I don't get off work untill 4 and wouldn't make it there till 415 to 420 depending on traffic. I live 5 min from there. Have a sterns flotation coat spud and picks. But I go 260 lol.


----------



## shomethacrappies (Mar 26, 2009)

I will try to b there don't get off work that early but may b able to get out of there a little early


----------



## BIGEYURK25 (Apr 4, 2013)

How was it


----------



## BIGEYURK25 (Apr 4, 2013)

Oh wait just kidding, it says Thursday lol


----------



## c. j. stone (Sep 24, 2006)

Assume you're referring to the Waterloo Ramp? Could be guys all over the place thinking no one else showed up! I'm surprised Erieangler51 hasn't responded to this thread(Wft being his personal fishing hole!)


----------



## Erieangler51 (Sep 24, 2012)

Been plowing the past few days. Just catching up on some zzzzs. I was thinking of going to check today but don't want to solo.


----------



## bradley4 (Mar 31, 2014)

wingfoot as of 2:30pm January 13th. Shoreline isn't froze also open water out near island


----------



## Fish2Win (Jan 21, 2009)

bradley4 said:


> View attachment 200482
> View attachment 200483
> wingfoot as of 2:30pm January 13th. Shoreline isn't froze also open water out near island


Thanks for your post Bradley!!!


----------



## Erieangler51 (Sep 24, 2012)

U must of just missed me bradley. I left around 230. I found the same except there is 3 open spots. Off the tire reef as mentioned already, off the point and around it on both sides, and also out by the island on the main lake.

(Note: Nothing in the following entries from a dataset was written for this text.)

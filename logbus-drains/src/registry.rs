use crate::drain::Drain;
use crate::http::HttpDrain;
use crate::pool::SyslogDrain;
use dashmap::DashSet;
use logbus_core::BusError;
use logbus_observability::MetricsCollector;
use std::collections::HashMap;
use std::sync::Arc;
use std::time::Duration;
use tokio::sync::Mutex;
use tokio::task::JoinHandle;
use tracing::{info, warn};

const BAD_HOST_EXPIRY: Duration = Duration::from_secs(300);
const FLUSH_INTERVAL: Duration = Duration::from_secs(3);

/// Process-wide registry holding at most one drain per destination URL,
/// with a refcount per URL and a quarantine list for hosts that failed to
/// construct.
pub struct DrainRegistry {
    inner: Mutex<RegistryInner>,
    bad_hosts: DashSet<String>,
    metrics: Arc<MetricsCollector>,
    /// Configured per-pool connection cap (`MAX_SYSLOG_CONNECTIONS`);
    /// `None` leaves each pool at its default.
    max_syslog_connections: Option<u32>,
}

#[derive(Default)]
struct RegistryInner {
    drains: HashMap<String, Arc<Drain>>,
    refs: HashMap<String, usize>,
    /// Append-only: deterministic iteration order for flush/metrics
    keys: Vec<String>,
}

impl DrainRegistry {
    pub fn new(
        metrics: Arc<MetricsCollector>,
        max_syslog_connections: Option<u32>,
    ) -> Arc<DrainRegistry> {
        Arc::new(DrainRegistry {
            inner: Mutex::new(RegistryInner::default()),
            bad_hosts: DashSet::new(),
            metrics,
            max_syslog_connections,
        })
    }

    /// Obtain the drain for `url`, constructing it on first reference.
    ///
    /// A URL on the quarantine list produces no drain until the list is
    /// cleared; a URL that fails construction joins the list.
    pub async fn dial(&self, route_id: &str, url: &str) -> Result<Arc<Drain>, BusError> {
        if url.is_empty() {
            return Err(BusError::EmptyDrainUrl);
        }
        if self.bad_hosts.contains(url) {
            return Err(BusError::QuarantinedHost);
        }

        let mut inner = self.inner.lock().await;
        if let Some(existing) = inner.drains.get(url) {
            let existing = Arc::clone(existing);
            *inner.refs.entry(url.to_string()).or_insert(0) += 1;
            return Ok(existing);
        }

        let drain = if url.starts_with("http://") || url.starts_with("https://") {
            HttpDrain::new(route_id, url).map(Drain::Http)
        } else if url.starts_with("syslog://")
            || url.starts_with("syslog+tcp://")
            || url.starts_with("syslog+udp://")
            || url.starts_with("syslog+tls://")
            || url.starts_with("ssh://")
        {
            SyslogDrain::dial(route_id, url, self.max_syslog_connections)
                .await
                .map(Drain::Syslog)
        } else {
            return Err(BusError::UnsupportedScheme(url.to_string()));
        };

        match drain {
            Ok(drain) => {
                let drain = Arc::new(drain);
                inner.drains.insert(url.to_string(), Arc::clone(&drain));
                inner.refs.insert(url.to_string(), 1);
                inner.keys.push(url.to_string());
                Ok(drain)
            }
            Err(e) => {
                self.bad_hosts.insert(url.to_string());
                Err(e)
            }
        }
    }

    /// Release one reference; the last reference closes the drain.
    pub async fn undial(&self, route_id: &str, url: &str) -> Result<(), BusError> {
        let mut inner = self.inner.lock().await;
        let Some(count) = inner.refs.get_mut(url) else {
            return Err(BusError::RouteNotFound(url.to_string()));
        };
        *count -= 1;
        if *count > 0 {
            return Ok(());
        }
        inner.refs.remove(url);
        inner.keys.retain(|k| k != url);
        if let Some(drain) = inner.drains.remove(url) {
            info!(route = %route_id, url = %url, "Closing drain, last reference removed");
            tokio::spawn(async move { drain.close() });
        }
        Ok(())
    }

    /// Current reference count for a URL (test introspection).
    pub async fn count(&self, url: &str) -> usize {
        self.inner.lock().await.refs.get(url).copied().unwrap_or(0)
    }

    pub async fn flush_all(&self) {
        let drains = self.snapshot().await;
        for drain in drains {
            drain.flush().await;
        }
    }

    pub async fn close_all(&self) {
        let drains = self.snapshot().await;
        for drain in drains {
            drain.close();
        }
    }

    /// Emit one `[metrics]` report line per drain and feed the collector.
    pub async fn report_metrics(&self) {
        let drains = self.snapshot().await;
        for drain in drains {
            if let Drain::Syslog(pool) = drain.as_ref() {
                pool.report_connections();
            }
            let stats = drain.take_stats();
            info!(
                "[metrics] syslog={} max#connections={} count#connections={} measure#pressure={:.4}% count#sent={} count#errors={}",
                stats.url,
                stats.max_connections,
                stats.connections,
                stats.pressure * 100.0,
                stats.sent,
                stats.errors
            );
            if stats.pressure > 0.98 && stats.connections as i64 == stats.max_connections {
                warn!(
                    url = %stats.url,
                    connections = stats.connections,
                    "Connection cap reached with sustained back-pressure; log data may be lost"
                );
            }
            self.metrics
                .drain_sent
                .with_label_values(&[stats.url.as_str()])
                .inc_by(stats.sent);
            self.metrics
                .drain_errors
                .with_label_values(&[stats.url.as_str()])
                .inc_by(stats.errors);
            self.metrics
                .drain_pressure
                .with_label_values(&[stats.url.as_str()])
                .set(stats.pressure);
            self.metrics
                .drain_connections
                .with_label_values(&[stats.url.as_str()])
                .set(stats.connections as i64);
        }
    }

    /// Start the periodic tasks: quarantine expiry and the flush tick.
    pub fn start(self: &Arc<Self>) -> Vec<JoinHandle<()>> {
        let registry = Arc::clone(self);
        let clear_task = tokio::spawn(async move {
            let mut tick = tokio::time::interval(BAD_HOST_EXPIRY);
            loop {
                tick.tick().await;
                registry.bad_hosts.clear();
            }
        });

        let registry = Arc::clone(self);
        let flush_task = tokio::spawn(async move {
            let mut tick = tokio::time::interval(FLUSH_INTERVAL);
            loop {
                tick.tick().await;
                registry.flush_all().await;
            }
        });

        vec![clear_task, flush_task]
    }

    /// Test hook mirroring the quarantine expiry tick.
    pub fn clear_bad_hosts(&self) {
        self.bad_hosts.clear();
    }

    async fn snapshot(&self) -> Vec<Arc<Drain>> {
        let inner = self.inner.lock().await;
        inner
            .keys
            .iter()
            .filter_map(|k| inner.drains.get(k).cloned())
            .collect()
    }
}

Checked over at the waterloo ramp and went out maybe halfway to the 1st Bouy and was 2.5". Didn't have anyone with so turned around,


----------



## lovin life (Jan 2, 2010)

Okay ill be at the boat launch ramp by 3:40-3:45 to check the ice. Any company would be appreciated. This has been a public service announcement.


----------



## Wally15 (Jan 12, 2010)

lovin life said:


> Okay ill be at the boat launch ramp by 3:40-3:45 to check the ice. Any company would be appreciated. This has been a public service announcement.


I'll see you there mark


----------



## Erieangler51 (Sep 24, 2012)

Prob going to be no different than yesterday. With more snow, winds, and warmer than previous nights temps.


----------



## lovin life (Jan 2, 2010)

One more night of cold. Yea it'll have added some.


----------



## lovin life (Jan 2, 2010)

Long as we csn get through Friday with minimal damage from the rain, Mon and Tues will be low single digits and smooth sailing from there.


----------



## Wally15 (Jan 12, 2010)

lovin life said:


> One more night of cold. Yea it'll have added some.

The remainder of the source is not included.